*** Opening of RECORDS FOR THE TASK ***

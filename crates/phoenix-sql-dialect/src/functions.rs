//! SQL function registry.
//!
//! Maps the function names an ORM query may use onto Phoenix SQL. Most
//! functions are emitted as `name(args)`; the ordered-set aggregates have no
//! portable spelling and are expanded from templates.
//!
//! See <https://phoenix.apache.org/language/functions.html>.

use std::collections::HashMap;

/// Result type of a registered function.
#[derive(Debug, Clone, Copy, PartialEq, Eq, Hash)]
pub enum ReturnType {
    /// Double-precision number.
    Double,
    /// Integer.
    Integer,
    /// Character string.
    String,
    /// Timestamp.
    Timestamp,
    /// Time of day.
    Time,
}

/// How a function call is rendered.
#[derive(Debug, Clone, PartialEq, Eq)]
pub enum SqlFunction {
    /// `name(arg, ...)`.
    Standard {
        /// Function name as emitted.
        name: &'static str,
        /// Result type.
        returns: ReturnType,
    },
    /// A template in which `?1`, `?2`, ... are replaced by the arguments.
    Template {
        /// Template text.
        template: &'static str,
        /// Result type.
        returns: ReturnType,
    },
    /// A function taking no arguments, with or without empty parentheses.
    NoArg {
        /// Function name as emitted.
        name: &'static str,
        /// Result type.
        returns: ReturnType,
        /// Whether `()` follows the name.
        has_parens: bool,
    },
}

impl SqlFunction {
    /// Returns the result type.
    #[must_use]
    pub const fn returns(&self) -> ReturnType {
        match self {
            Self::Standard { returns, .. }
            | Self::Template { returns, .. }
            | Self::NoArg { returns, .. } => *returns,
        }
    }

    /// Renders a call with `args`.
    ///
    /// # Errors
    ///
    /// Returns [`FunctionError::MissingArgument`] if a template references an
    /// argument that was not supplied, and
    /// [`FunctionError::UnexpectedArguments`] if a no-arg function is given
    /// arguments.
    pub fn render(&self, args: &[&str]) -> Result<String, FunctionError> {
        match self {
            Self::Standard { name, .. } => Ok(format!("{name}({})", args.join(", "))),
            Self::NoArg {
                name, has_parens, ..
            } => {
                if !args.is_empty() {
                    return Err(FunctionError::UnexpectedArguments {
                        name: String::from(*name),
                        count: args.len(),
                    });
                }
                Ok(if *has_parens {
                    format!("{name}()")
                } else {
                    String::from(*name)
                })
            }
            Self::Template { template, .. } => render_template(template, args),
        }
    }
}

fn render_template(template: &str, args: &[&str]) -> Result<String, FunctionError> {
    let mut sql = String::with_capacity(template.len());
    let mut rest = template;

    while let Some(at) = rest.find('?') {
        sql.push_str(&rest[..at]);
        let after = &rest[at + 1..];
        let digits = after.bytes().take_while(u8::is_ascii_digit).count();
        if digits == 0 {
            sql.push('?');
            rest = after;
            continue;
        }
        let position: usize = after[..digits].parse().unwrap_or(0);
        let arg = position
            .checked_sub(1)
            .and_then(|i| args.get(i))
            .ok_or(FunctionError::MissingArgument {
                position,
                supplied: args.len(),
            })?;
        sql.push_str(arg);
        rest = &after[digits..];
    }
    sql.push_str(rest);
    Ok(sql)
}

/// Errors from rendering function calls.
#[derive(Debug, Clone, PartialEq, Eq, thiserror::Error)]
pub enum FunctionError {
    /// The function is not registered.
    #[error("Unknown function '{0}'")]
    Unknown(String),

    /// A template references an argument that was not supplied.
    #[error("Argument ?{position} missing ({supplied} supplied)")]
    MissingArgument {
        /// 1-based argument position referenced by the template.
        position: usize,
        /// Number of arguments supplied.
        supplied: usize,
    },

    /// A no-arg function was called with arguments.
    #[error("Function '{name}' takes no arguments ({count} supplied)")]
    UnexpectedArguments {
        /// Function name.
        name: String,
        /// Number of arguments supplied.
        count: usize,
    },
}

/// Functions available to queries, keyed by lower-case name.
#[derive(Debug, Clone, Default)]
pub struct FunctionRegistry {
    functions: HashMap<String, SqlFunction>,
}

impl FunctionRegistry {
    /// Creates an empty registry.
    #[must_use]
    pub fn new() -> Self {
        Self::default()
    }

    /// Creates a registry with the Phoenix built-in functions.
    #[must_use]
    pub fn phoenix() -> Self {
        use ReturnType::{Double, Integer, String as Str, Time, Timestamp};

        let mut registry = Self::new();

        let templates = [
            ("percentile_cont_asc", "PERCENTILE_CONT (?1) WITHIN GROUP (ORDER BY ?2 ASC)"),
            ("percentile_cont_desc", "PERCENTILE_CONT (?1) WITHIN GROUP (ORDER BY ?2 DESC)"),
            ("percentile_disc_asc", "PERCENTILE_DISC (?1) WITHIN GROUP (ORDER BY ?2 ASC)"),
            ("percentile_disc_desc", "PERCENTILE_DISC (?1) WITHIN GROUP (ORDER BY ?2 DESC)"),
            ("percent_rank_asc", "PERCENT_RANK (?1) WITHIN GROUP (ORDER BY ?2 ASC)"),
            ("percent_rank_desc", "PERCENT_RANK (?1) WITHIN GROUP (ORDER BY ?2 DESC)"),
        ];
        for (name, template) in templates {
            registry.register(name, SqlFunction::Template { template, returns: Double });
        }

        let standard = [
            ("stddev_pop", Double),
            ("stddev_samp", Double),
            ("upper", Str),
            ("lower", Str),
            ("reverse", Str),
            ("substr", Str),
            ("instr", Integer),
            ("trim", Str),
            ("ltrim", Str),
            ("rtrim", Str),
            ("lpad", Str),
            ("length", Integer),
            ("regexp_substr", Str),
            ("regexp_replace", Str),
        ];
        for (name, returns) in standard {
            registry.register(name, SqlFunction::Standard { name, returns });
        }

        registry.register(
            "current_date",
            SqlFunction::NoArg {
                name: "current_date",
                returns: Timestamp,
                has_parens: true,
            },
        );
        registry.register(
            "current_time",
            SqlFunction::NoArg {
                name: "current_time",
                returns: Time,
                has_parens: true,
            },
        );

        registry
    }

    /// Registers `function` under `name`, replacing any previous entry.
    pub fn register(&mut self, name: &str, function: SqlFunction) {
        self.functions.insert(name.to_ascii_lowercase(), function);
    }

    /// Looks up a function by name, ignoring case.
    #[must_use]
    pub fn get(&self, name: &str) -> Option<&SqlFunction> {
        self.functions.get(&name.to_ascii_lowercase())
    }

    /// Returns `true` if `name` is registered.
    #[must_use]
    pub fn contains(&self, name: &str) -> bool {
        self.get(name).is_some()
    }

    /// Returns the number of registered functions.
    #[must_use]
    pub fn len(&self) -> usize {
        self.functions.len()
    }

    /// Returns `true` if no function is registered.
    #[must_use]
    pub fn is_empty(&self) -> bool {
        self.functions.is_empty()
    }

    /// Renders a call to `name` with `args`.
    ///
    /// # Errors
    ///
    /// Returns [`FunctionError::Unknown`] if `name` is not registered, or the
    /// error from [`SqlFunction::render`].
    pub fn render(&self, name: &str, args: &[&str]) -> Result<String, FunctionError> {
        self.get(name)
            .ok_or_else(|| FunctionError::Unknown(String::from(name)))?
            .render(args)
    }
}
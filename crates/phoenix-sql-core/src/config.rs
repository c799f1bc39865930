//! Rewriter configuration.
//!
//! The dialect gate is chosen once, when the configuration is loaded, and
//! baked into the [`StatementRewriter`] handed to the ORM.
//!
//! ```json
//! {
//!   "dialect": "phoenix",
//!   "hints": [{ "table": "HR.DEPARTMENT", "index": "D_I0" }]
//! }
//! ```

use std::path::Path;

use serde::{Deserialize, Serialize};

use crate::dialect::TargetDialect;
use crate::error::ConfigError;
use crate::rewrite::StatementRewriter;

/// A secondary index to steer queries on `table` towards.
#[derive(Debug, Clone, PartialEq, Eq, Serialize, Deserialize)]
pub struct IndexHintConfig {
    /// Table name, optionally schema-qualified.
    pub table: String,
    /// Index name.
    pub index: String,
}

/// Configuration for statement rewriting.
#[derive(Debug, Clone, Default, PartialEq, Eq, Serialize, Deserialize)]
#[serde(default, deny_unknown_fields)]
pub struct RewriteConfig {
    /// Dialect statements are finalized for.
    pub dialect: TargetDialect,
    /// Index hints applied to queries.
    pub hints: Vec<IndexHintConfig>,
}

impl RewriteConfig {
    /// Parses a configuration from JSON.
    ///
    /// # Errors
    ///
    /// Returns [`ConfigError::Parse`] if the JSON is malformed or names an
    /// unknown field or dialect.
    pub fn from_json_str(json: &str) -> Result<Self, ConfigError> {
        Ok(serde_json::from_str(json)?)
    }

    /// Loads a configuration from a JSON file.
    ///
    /// # Errors
    ///
    /// Returns [`ConfigError::Io`] if the file cannot be read, or
    /// [`ConfigError::Parse`] if its content is invalid.
    pub fn from_path(path: impl AsRef<Path>) -> Result<Self, ConfigError> {
        let path = path.as_ref();
        let json = std::fs::read_to_string(path).map_err(|source| ConfigError::Io {
            path: path.to_path_buf(),
            source,
        })?;
        Self::from_json_str(&json)
    }

    /// Overrides the dialect.
    #[must_use]
    pub fn with_dialect(mut self, dialect: TargetDialect) -> Self {
        self.dialect = dialect;
        self
    }

    /// Builds the rewriter for this configuration.
    #[must_use]
    pub const fn rewriter(&self) -> StatementRewriter {
        StatementRewriter::new(self.dialect)
    }
}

*** Close of RECORDS FOR THE TASK ***

[ACTIVITY]:
The required answer is the exact run of lines above starting at the line with "SQL function registry." and ending at the line with "a registered function.", with both ends present.

[ANSWER SECTION]:
//! SQL function registry.
//!
//! Maps the function names an ORM query may use onto Phoenix SQL. Most
//! functions are emitted as `name(args)`; the ordered-set aggregates have no
//! portable spelling and are expanded from templates.
//!
//! See <https://phoenix.apache.org/language/functions.html>.

use std::collections::HashMap;

/// Result type of a registered function.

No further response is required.